There are icons of many saints and scenes from Scripture and Church history, of course, but they all point back to one icon, the icon that is the reason for the rest of them—the icon of Jesus Christ. If we can make icons of Jesus, then the rest make sense. If not, then the rest don’t make sense, either.

The reason why icons of Jesus Christ are not only permitted but actually necessary, so necessary that rejecting them is considered a heresy, is that they make this simple statement: We can see God.

This might seem obvious now, but we have to understand how stunning that claim was when Jesus came on the scene in the first century. And to understand that, we have to know how the world understood God up to that point.

For pagan polytheists, there was no one god over all. There were many gods, who all had their own various concerns, many of them petty and not very nice. Those gods did sometimes become visible, according to their stories. But you didn’t really see the god. You saw an avatar, or at best, a god appearing in the shape of some other thing, perhaps human-looking, perhaps not.

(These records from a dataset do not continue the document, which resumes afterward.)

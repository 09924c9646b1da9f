//! OVN Northbound client: the same OVSDB JSON-RPC wire protocol as
//! `ovs.rs`, but over TCP against the `OVN_Northbound` schema. Every
//! method is idempotent on the NB object name it is given, and safe for
//! concurrent callers — each call opens its own TCP connection bounded by
//! a connect deadline, so there is no shared mutable connection state to
//! race on.

use crate::error::{Error, Result};
use serde_json::{json, Value};
use std::time::Duration;
use tokio::io::{AsyncReadExt, AsyncWriteExt};
use tokio::net::TcpStream;
use tracing::debug;

/// NAT rule kind, per spec §4.C.
#[derive(Debug, Clone, Copy, PartialEq, Eq)]
pub enum NatKind {
    Snat,
    Dnat,
    DnatAndSnat,
}

impl NatKind {
    fn as_str(self) -> &'static str {
        match self {
            NatKind::Snat => "snat",
            NatKind::Dnat => "dnat",
            NatKind::DnatAndSnat => "dnat_and_snat",
        }
    }
}

/// Options accepted by `create_logical_port`.
#[derive(Debug, Clone, Default)]
pub struct LogicalPortOptions {
    pub router_port: Option<String>,
    pub is_router_type: bool,
}

pub struct OvnClient {
    nb_host: String,
    nb_port: u16,
}

impl OvnClient {
    /// `nb_connection` must be `tcp:HOST:PORT`, per spec §4.D step 1.
    pub fn connect_str(nb_connection: &str) -> Result<Self> {
        let (host, port) = parse_tcp_connection(nb_connection)?;
        Ok(Self { nb_host: host, nb_port: port })
    }

    pub async fn create_logical_switch(&self, name: &str, ext_ids: &[(&str, &str)]) -> Result<()> {
        if self.find_uuid("Logical_Switch", name).await?.is_some() {
            return Ok(());
        }
        let ext_ids_map = ext_ids_to_map(ext_ids);
        let ops = json!([{
            "op": "insert",
            "table": "Logical_Switch",
            "row": { "name": name, "external_ids": ext_ids_map }
        }]);
        self.transact(ops).await?;
        Ok(())
    }

    pub async fn delete_logical_switch(&self, name: &str) -> Result<()> {
        let Some(uuid) = self.find_uuid("Logical_Switch", name).await? else {
            return Ok(());
        };
        let ops = json!([{
            "op": "delete",
            "table": "Logical_Switch",
            "where": [["_uuid", "==", ["uuid", uuid]]]
        }]);
        self.transact(ops).await?;
        Ok(())
    }

    pub async fn create_logical_router(&self, name: &str, ext_ids: &[(&str, &str)]) -> Result<()> {
        if self.find_uuid("Logical_Router", name).await?.is_some() {
            return Ok(());
        }
        let ext_ids_map = ext_ids_to_map(ext_ids);
        let ops = json!([{
            "op": "insert",
            "table": "Logical_Router",
            "row": { "name": name, "external_ids": ext_ids_map }
        }]);
        self.transact(ops).await?;
        Ok(())
    }

    pub async fn create_logical_port(
        &self,
        switch: &str,
        name: &str,
        mac: &str,
        ip: &str,
        opts: &LogicalPortOptions,
    ) -> Result<()> {
        if self.find_uuid("Logical_Switch_Port", name).await?.is_some() {
            return Ok(());
        }
        let switch_uuid = self
            .find_uuid("Logical_Switch", switch)
            .await?
            .ok_or_else(|| Error::not_found(format!("logical switch '{switch}'")))?;

        let addresses = if mac.is_empty() && ip.is_empty() {
            json!(["set", []])
        } else if ip.is_empty() {
            json!(["set", [mac]])
        } else {
            json!(["set", [format!("{mac} {ip}")]])
        };

        let mut row = json!({
            "name": name,
            "addresses": addresses,
        });
        if opts.is_router_type {
            row["type"] = json!("router");
            let router_port = opts
                .router_port
                .clone()
                .ok_or_else(|| Error::invalid_config("router-type port requires router_port"))?;
            row["options"] = json!(["map", [["router-port", router_port]]]);
        }

        let port_ref = format!("lsp-{}", sanitize_ref(name));
        let ops = json!([
            {
                "op": "insert",
                "table": "Logical_Switch_Port",
                "uuid-name": port_ref,
                "row": row
            },
            {
                "op": "mutate",
                "table": "Logical_Switch",
                "where": [["_uuid", "==", ["uuid", switch_uuid]]],
                "mutations": [["ports", "insert", ["set", [["named-uuid", port_ref]]]]]
            }
        ]);
        self.transact(ops).await?;
        Ok(())
    }

    pub async fn delete_logical_port(&self, name: &str) -> Result<()> {
        let Some(uuid) = self.find_uuid("Logical_Switch_Port", name).await? else {
            return Ok(());
        };
        let ops = json!([{
            "op": "delete",
            "table": "Logical_Switch_Port",
            "where": [["_uuid", "==", ["uuid", uuid]]]
        }]);
        self.transact(ops).await?;
        Ok(())
    }

    /// Clear the addresses field so a NAT gateway can source-NAT
    /// arbitrary subnets (spec §4.C).
    pub async fn disable_port_security(&self, name: &str) -> Result<()> {
        let ops = json!([{
            "op": "update",
            "table": "Logical_Switch_Port",
            "where": [["name", "==", name]],
            "row": { "addresses": ["set", []], "port_security": ["set", []] }
        }]);
        self.transact(ops).await?;
        Ok(())
    }

    pub async fn set_port_dhcp(&self, port: &str, dhcp_uuid: &str) -> Result<()> {
        let ops = json!([{
            "op": "update",
            "table": "Logical_Switch_Port",
            "where": [["name", "==", port]],
            "row": { "dhcpv4_options": ["set", [["uuid", dhcp_uuid]]] }
        }]);
        self.transact(ops).await?;
        Ok(())
    }

    pub async fn create_logical_router_port(
        &self,
        router: &str,
        name: &str,
        mac: &str,
        networks: &[String],
    ) -> Result<()> {
        if self.find_uuid("Logical_Router_Port", name).await?.is_some() {
            return Ok(());
        }
        let router_uuid = self
            .find_uuid("Logical_Router", router)
            .await?
            .ok_or_else(|| Error::not_found(format!("logical router '{router}'")))?;

        let port_ref = format!("lrp-{}", sanitize_ref(name));
        let ops = json!([
            {
                "op": "insert",
                "table": "Logical_Router_Port",
                "uuid-name": port_ref,
                "row": {
                    "name": name,
                    "mac": mac,
                    "networks": ["set", networks]
                }
            },
            {
                "op": "mutate",
                "table": "Logical_Router",
                "where": [["_uuid", "==", ["uuid", router_uuid]]],
                "mutations": [["ports", "insert", ["set", [["named-uuid", port_ref]]]]]
            }
        ]);
        self.transact(ops).await?;
        Ok(())
    }

    pub async fn create_dhcp_options(
        &self,
        cidr: &str,
        server_mac: &str,
        server_ip: &str,
        opts: &[(&str, &str)],
    ) -> Result<String> {
        let mut options_map: Vec<(&str, &str)> = vec![("server_mac", server_mac), ("server_id", server_ip)];
        options_map.extend(opts.iter().copied());
        let row = json!({
            "cidr": cidr,
            "options": ext_ids_to_map(&options_map)
        });
        let ops = json!([{
            "op": "insert",
            "table": "DHCP_Options",
            "uuid-name": "dhcpopts",
            "row": row
        }]);
        let result = self.transact(ops).await?;
        uuid_of(&result[0]["uuid"])
            .or_else(|| result[0].get("uuid").and_then(|v| v.as_str()).map(str::to_string))
            .ok_or_else(|| Error::internal("DHCP_Options insert returned no uuid"))
    }

    /// Duplicate prefix is folded into success, per spec §4.C.
    pub async fn add_static_route(&self, router: &str, prefix: &str, next_hop: &str) -> Result<()> {
        let router_uuid = self
            .find_uuid("Logical_Router", router)
            .await?
            .ok_or_else(|| Error::not_found(format!("logical router '{router}'")))?;

        if self.route_exists(&router_uuid, prefix).await? {
            return Ok(());
        }

        let route_ref = "route";
        let ops = json!([
            {
                "op": "insert",
                "table": "Logical_Router_Static_Route",
                "uuid-name": route_ref,
                "row": { "ip_prefix": prefix, "nexthop": next_hop }
            },
            {
                "op": "mutate",
                "table": "Logical_Router",
                "where": [["_uuid", "==", ["uuid", router_uuid]]],
                "mutations": [["static_routes", "insert", ["set", [["named-uuid", route_ref]]]]]
            }
        ]);
        match self.transact(ops).await {
            Ok(_) => Ok(()),
            Err(e) => Err(e), // already-exists races are caught by route_exists above
        }
    }

    pub async fn add_nat(
        &self,
        router: &str,
        kind: NatKind,
        external_ip: &str,
        logical_ip: &str,
    ) -> Result<()> {
        let router_uuid = self
            .find_uuid("Logical_Router", router)
            .await?
            .ok_or_else(|| Error::not_found(format!("logical router '{router}'")))?;

        let nat_ref = "nat";
        let ops = json!([
            {
                "op": "insert",
                "table": "NAT",
                "uuid-name": nat_ref,
                "row": {
                    "type": kind.as_str(),
                    "external_ip": external_ip,
                    "logical_ip": logical_ip
                }
            },
            {
                "op": "mutate",
                "table": "Logical_Router",
                "where": [["_uuid", "==", ["uuid", router_uuid]]],
                "mutations": [["nat", "insert", ["set", [["named-uuid", nat_ref]]]]]
            }
        ]);
        self.transact(ops).await?;
        Ok(())
    }

    /// A prefix is only a duplicate if it already belongs to *this*
    /// router's `static_routes` set — two different routers legitimately
    /// share a prefix (e.g. every VPC router's own default route).
    async fn route_exists(&self, router_uuid: &str, prefix: &str) -> Result<bool> {
        let ops = json!([{
            "op": "select",
            "table": "Logical_Router",
            "where": [["_uuid", "==", ["uuid", router_uuid]]],
            "columns": ["static_routes"]
        }]);
        let result = self.transact(ops).await?;
        let route_uuids = rows(&result, 0)
            .first()
            .map(|row| set_uuids(&row["static_routes"]))
            .unwrap_or_default();
        if route_uuids.is_empty() {
            return Ok(false);
        }

        let ops = json!([{
            "op": "select",
            "table": "Logical_Router_Static_Route",
            "where": [["ip_prefix", "==", prefix]],
            "columns": ["_uuid"]
        }]);
        let result = self.transact(ops).await?;
        Ok(rows(&result, 0)
            .iter()
            .filter_map(|row| uuid_of(&row["_uuid"]))
            .any(|u| route_uuids.contains(&u)))
    }

    async fn find_uuid(&self, table: &str, name: &str) -> Result<Option<String>> {
        let ops = json!([{
            "op": "select",
            "table": table,
            "where": [["name", "==", name]],
            "columns": ["_uuid"]
        }]);
        let result = self.transact(ops).await?;
        Ok(rows(&result, 0).first().and_then(|row| uuid_of(&row["_uuid"])))
    }

    async fn transact(&self, operations: Value) -> Result<Value> {
        let mut params = vec![json!("OVN_Northbound")];
        if let Some(ops) = operations.as_array() {
            params.extend(ops.iter().cloned());
        }
        self.rpc_call("transact", json!(params)).await
    }

    async fn rpc_call(&self, method: &str, params: Value) -> Result<Value> {
        let addr = format!("{}:{}", self.nb_host, self.nb_port);
        let mut stream = tokio::time::timeout(Duration::from_secs(10), TcpStream::connect(&addr))
            .await
            .map_err(|_| Error::unavailable(format!("OVN NB connect timeout: {addr}")))?
            .map_err(|e| Error::unavailable(format!("OVN NB connect {addr}: {e}")))?;

        let request = json!({ "method": method, "params": params, "id": 0 });
        let request_str = serde_json::to_string(&request)?;
        debug!("ovn-nb -> {}", request_str);

        stream.write_all(request_str.as_bytes()).await?;
        stream.write_all(b"\n").await?;
        stream.flush().await?;

        let mut buffer = Vec::new();
        let mut chunk = [0u8; 4096];
        let response: Value = loop {
            let n = tokio::time::timeout(Duration::from_secs(10), stream.read(&mut chunk))
                .await
                .map_err(|_| Error::timeout(format!("OVN NB response to {method}")))?
                .map_err(Error::Io)?;
            if n == 0 {
                return Err(Error::unavailable("OVN NB connection closed by server"));
            }
            buffer.extend_from_slice(&chunk[..n]);
            if let Ok(v) = serde_json::from_slice::<Value>(&buffer) {
                break v;
            }
        };

        debug!("ovn-nb <- {}", response);
        if let Some(error) = response.get("error") {
            if !error.is_null() {
                return Err(Error::internal(format!("OVN NB error: {error}")));
            }
        }
        Ok(response["result"].clone())
    }
}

But for Jews and for the monotheists that had developed among the pagans, there was only one God. But that God could not be seen, not ever. That God was the creator and was above and beyond all materiality. He wouldn’t stoop to become visible in our world. Physical matter had nothing to do with God. A God Who could be seen was regarded as not truly God.

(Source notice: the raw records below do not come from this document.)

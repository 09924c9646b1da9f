//! Driver state machine: the network-driver RPC surface, serialized
//! through one mutex (spec §4.F). Binds the store, OVS client, OVN
//! client(s), bootstrapper and topology composer together.

use crate::bootstrap::{self, ContainerEngine};
use crate::error::{Error, Result};
use crate::model::{strip_prefix, Endpoint, Network, NetworkRole, OvnConfig, PoolDescriptor};
use crate::ovn::{LogicalPortOptions, OvnClient};
use crate::ovs::{OvsClient, PortOptions};
use crate::store::Store;
use crate::topology;
use crate::veth;
use serde::{Deserialize, Serialize};
use std::collections::HashMap;
use std::sync::Arc;
use tokio::sync::Mutex;
use tracing::warn;

/// Reported on `NetworkDriver.GetCapabilities` — both scopes are local,
/// per spec §4.F (this is not a swarm-wide/global-scope driver).
#[derive(Debug, Serialize)]
#[serde(rename_all = "PascalCase")]
pub struct Capabilities {
    pub scope: &'static str,
    pub connectivity_scope: &'static str,
}

impl Default for Capabilities {
    fn default() -> Self {
        Self { scope: "local", connectivity_scope: "local" }
    }
}

#[derive(Debug, Deserialize)]
#[serde(rename_all = "PascalCase")]
pub struct CreateNetworkRequest {
    pub network_id: String,
    #[serde(default)]
    pub options: HashMap<String, String>,
    #[serde(default, rename = "IPv4Data")]
    pub ipv4_data: Vec<IpamData>,
    #[serde(default, rename = "IPv6Data")]
    pub ipv6_data: Vec<IpamData>,
}

#[derive(Debug, Deserialize)]
#[serde(rename_all = "PascalCase")]
pub struct IpamData {
    pub pool: String,
    pub gateway: String,
}

#[derive(Debug, Deserialize)]
#[serde(rename_all = "PascalCase")]
pub struct DeleteNetworkRequest {
    pub network_id: String,
}

#[derive(Debug, Deserialize)]
#[serde(rename_all = "PascalCase")]
pub struct CreateEndpointRequest {
    pub network_id: String,
    pub endpoint_id: String,
    #[serde(default)]
    pub interface: InterfaceHint,
    #[serde(default)]
    pub options: HashMap<String, String>,
}

#[derive(Debug, Default, Deserialize)]
#[serde(rename_all = "PascalCase")]
pub struct InterfaceHint {
    #[serde(default)]
    pub mac_address: Option<String>,
    #[serde(default)]
    pub address: Option<String>,
    #[serde(default, rename = "AddressIPv6")]
    pub address_ipv6: Option<String>,
}

#[derive(Debug, Serialize)]
#[serde(rename_all = "PascalCase")]
pub struct CreateEndpointResponse {
    pub interface: InterfaceHint,
}

#[derive(Debug, Deserialize)]
#[serde(rename_all = "PascalCase")]
pub struct JoinRequest {
    pub network_id: String,
    pub endpoint_id: String,
    pub sandbox_key: String,
    #[serde(default)]
    pub options: HashMap<String, String>,
}

#[derive(Debug, Serialize)]
#[serde(rename_all = "PascalCase")]
pub struct JoinResponse {
    pub interface_name: InterfaceName,
    pub gateway: String,
    #[serde(rename = "GatewayIPv6")]
    pub gateway_ipv6: String,
    pub disable_gateway_service: bool,
}

#[derive(Debug, Serialize)]
#[serde(rename_all = "PascalCase")]
pub struct InterfaceName {
    pub src_name: String,
    pub dst_prefix: String,
}

#[derive(Debug, Deserialize)]
#[serde(rename_all = "PascalCase")]
pub struct LeaveRequest {
    pub network_id: String,
    pub endpoint_id: String,
}

#[derive(Debug, Deserialize)]
#[serde(rename_all = "PascalCase")]
pub struct DeleteEndpointRequest {
    pub network_id: String,
    pub endpoint_id: String,
}

#[derive(Debug, Deserialize)]
#[serde(rename_all = "PascalCase")]
pub struct EndpointInfoRequest {
    pub network_id: String,
    pub endpoint_id: String,
}

#[derive(Debug, Serialize)]
pub struct EndpointInfoResponse {
    #[serde(rename = "Value")]
    pub value: HashMap<String, String>,
}

struct DriverState {
    networks: HashMap<String, Network>,
    endpoints: HashMap<(String, String), Endpoint>,
    ovn_clients: HashMap<(String, String), Arc<OvnClient>>,
}

pub struct Driver {
    store: Store,
    ovs: OvsClient,
    engine: Arc<dyn ContainerEngine>,
    state: Mutex<DriverState>,
}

But the Christian claim of the Son of God becoming incarnate—that was truly new. This was not like the pagan gods of old, because this was no avatar. God wasn’t coming in a disguise, merely in the shape of a person or an animal or a fantastical beast. No, this was God coming with His own humanity, a humanity He had taken truly for Himself. The human body of Jesus Christ was not a temporary disguise. This human body was truly His own. When the Son of God became incarnate, we were able to say that God now has a body.

And to say that God has a body, well, that was truly scandalous both to Jews and to the pagan monotheists who followed in the tradition of philosophers like Plato. That just sounds crazy. How could God have a body? How could the God Who is so beyond all of this lowly, gross physicality have a body, of all things? A body, with its limitations, its smells, its feelings, its fragility? No way. Not possible.

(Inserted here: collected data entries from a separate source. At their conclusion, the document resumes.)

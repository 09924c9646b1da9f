//! Production `ContainerEngine`: talks the Docker Engine API over its Unix
//! socket, the same "no wrappers, raw protocol over a local socket" idiom
//! as the OVSDB client — plain HTTP/1.1 requests written by hand rather
//! than shelling out to a CLI.

use crate::bootstrap::ContainerEngine;
use crate::error::{Error, Result};
use async_trait::async_trait;
use serde_json::{json, Value};
use std::net::Ipv4Addr;
use tokio::io::{AsyncReadExt, AsyncWriteExt};
use tokio::net::UnixStream;
use tracing::debug;

const DEFAULT_DOCKER_SOCK: &str = "/var/run/docker.sock";
const MANAGEMENT_NETWORK_NAME: &str = "ovn-mgmt";

pub struct DockerEngineClient {
    sock_path: String,
}

impl DockerEngineClient {
    pub fn new() -> Self {
        Self { sock_path: DEFAULT_DOCKER_SOCK.to_string() }
    }

    pub fn with_socket_path(sock_path: impl Into<String>) -> Self {
        Self { sock_path: sock_path.into() }
    }

    async fn request(&self, method: &str, path: &str, body: Option<Value>) -> Result<Value> {
        let mut stream = UnixStream::connect(&self.sock_path)
            .await
            .map_err(|e| Error::unavailable(format!("docker socket {}: {}", self.sock_path, e)))?;

        let payload = body.map(|b| serde_json::to_vec(&b)).transpose()?.unwrap_or_default();
        let mut request = format!(
            "{method} {path} HTTP/1.1\r\nHost: localhost\r\nConnection: close\r\n"
        );
        if !payload.is_empty() {
            request.push_str("Content-Type: application/json\r\n");
            request.push_str(&format!("Content-Length: {}\r\n", payload.len()));
        }
        request.push_str("\r\n");

        debug!("docker -> {} {}", method, path);
        stream.write_all(request.as_bytes()).await?;
        stream.write_all(&payload).await?;
        stream.flush().await?;

        let mut raw = Vec::new();
        stream.read_to_end(&mut raw).await?;
        let text = String::from_utf8_lossy(&raw);

        let mut parts = text.splitn(2, "\r\n\r\n");
        let status_line = parts.next().unwrap_or_default();
        let body_text = parts.next().unwrap_or_default();

        let status = status_line
            .lines()
            .next()
            .and_then(|l| l.split_whitespace().nth(1))
            .and_then(|s| s.parse::<u16>().ok())
            .unwrap_or(0);

        if status == 404 {
            return Err(Error::not_found(format!("{method} {path}")));
        }
        if status == 409 {
            return Err(Error::already_exists(format!("{method} {path}")));
        }
        if !(200..300).contains(&status) {
            return Err(Error::unavailable(format!(
                "docker API {method} {path} returned {status}: {body_text}"
            )));
        }

        if body_text.trim().is_empty() {
            Ok(Value::Null)
        } else {
            serde_json::from_str(body_text.trim()).map_err(Into::into)
        }
    }
}

impl Default for DockerEngineClient {
    fn default() -> Self {
        Self::new()
    }
}

#[async_trait]
impl ContainerEngine for DockerEngineClient {
    async fn ensure_management_network(&self, candidates: &[&str]) -> Result<String> {
        let networks = self
            .request("GET", "/networks", None)
            .await
            .unwrap_or(Value::Array(vec![]));

        if let Some(arr) = networks.as_array() {
            for net in arr {
                if net["Name"].as_str() == Some(MANAGEMENT_NETWORK_NAME) {
                    if let Some(subnet) = net["IPAM"]["Config"][0]["Subnet"].as_str() {
                        return Ok(subnet.to_string());
                    }
                }
            }
        }

        let mut last_err = Error::internal("no candidate subnets supplied");
        for subnet in candidates {
            let body = json!({
                "Name": MANAGEMENT_NETWORK_NAME,
                "Driver": "bridge",
                "IPAM": { "Config": [{ "Subnet": subnet }] }
            });
            match self.request("POST", "/networks/create", Some(body)).await {
                Ok(_) => return Ok((*subnet).to_string()),
                Err(e) => last_err = e,
            }
        }
        Err(last_err)
    }

    async fn container_exists(&self, name: &str) -> Result<bool> {
        match self.request("GET", &format!("/containers/{name}/json"), None).await {
            Ok(_) => Ok(true),
            Err(Error::NotFound(_)) => Ok(false),
            Err(e) => Err(e),
        }
    }

    async fn container_running(&self, name: &str) -> Result<bool> {
        let info = self.request("GET", &format!("/containers/{name}/json"), None).await?;
        Ok(info["State"]["Running"].as_bool().unwrap_or(false))
    }

    async fn start_container(&self, name: &str) -> Result<()> {
        match self.request("POST", &format!("/containers/{name}/start"), None).await {
            Ok(_) => Ok(()),
            Err(Error::AlreadyExists(_)) => Ok(()), // already running
            Err(e) => Err(e),
        }
    }

    async fn create_ovn_central(
        &self,
        name: &str,
        image: &str,
        management_ip: Ipv4Addr,
        nb_port: u16,
        sb_port: u16,
    ) -> Result<()> {
        let body = json!({
            "Image": image,
            "ExposedPorts": {
                format!("{nb_port}/tcp"): {},
                format!("{sb_port}/tcp"): {},
            },
            "HostConfig": {
                "Privileged": true,
                "RestartPolicy": { "Name": "unless-stopped" },
                "Binds": [
                    "/var/lib/ovn-central/db:/etc/openvswitch",
                    "/var/log/ovn-central:/var/log/openvswitch",
                ],
                "NetworkMode": MANAGEMENT_NETWORK_NAME,
            },
            "NetworkingConfig": {
                "EndpointsConfig": {
                    MANAGEMENT_NETWORK_NAME: {
                        "IPAMConfig": { "IPv4Address": management_ip.to_string() }
                    }
                }
            }
        });

        self.request("POST", &format!("/containers/create?name={name}"), Some(body))
            .await?;
        self.request("POST", &format!("/containers/{name}/start"), None).await?;
        Ok(())
    }
}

But, yes. Possible. Imperative, even. God became man. The Son of God, the Second Person of the Holy Trinity, begotten before all ages of the Father, the Creator of the universe, the One Who is the image of the invisible God, the One according to Whom mankind was made—this God of all became human. He took a human body, a human soul, a human mind and human emotions. They are His own.

And they are His own permanently. The Incarnation was not a temporary phenomenon. It was a thundercrack that ripped apart reality itself and electrified it forever. The uncreated One Who was completely unlike anything created crossed over into our created world. And He not only entered it but became truly part of it. He is both uncreated and created at the same time—two natures in one divine Person. He is fully God and fully man, with all that those words mean and all that they point to but cannot say.

This is core, fundamental, critical Christian doctrine. If you do not believe this, then you are not Christian. You are something else. There is no Christianity without believing in the God-man Jesus Christ.

Besides being a required belief for what it means to be Christian, why do we have to believe this? What difference does the Incarnation really make for us? Why do we answer this question “Who is God?” with the answer “God is incarnate”?

In our brokenness, our incompleteness—our sin—there is only one way for us to be healed, to be saved. We have to have life brought back to us. But there is nothing in this created world that can do that. We can seek for it everywhere, and people do. They go looking for life in relationships, in achievements, in food, in education, in sex, in drugs, in self-help, in working out, in experiences, etc., etc. But all those things, as good as they may feel, are just temporary. They wear out. They grow old. They distort. They can never satisfy. They are not life.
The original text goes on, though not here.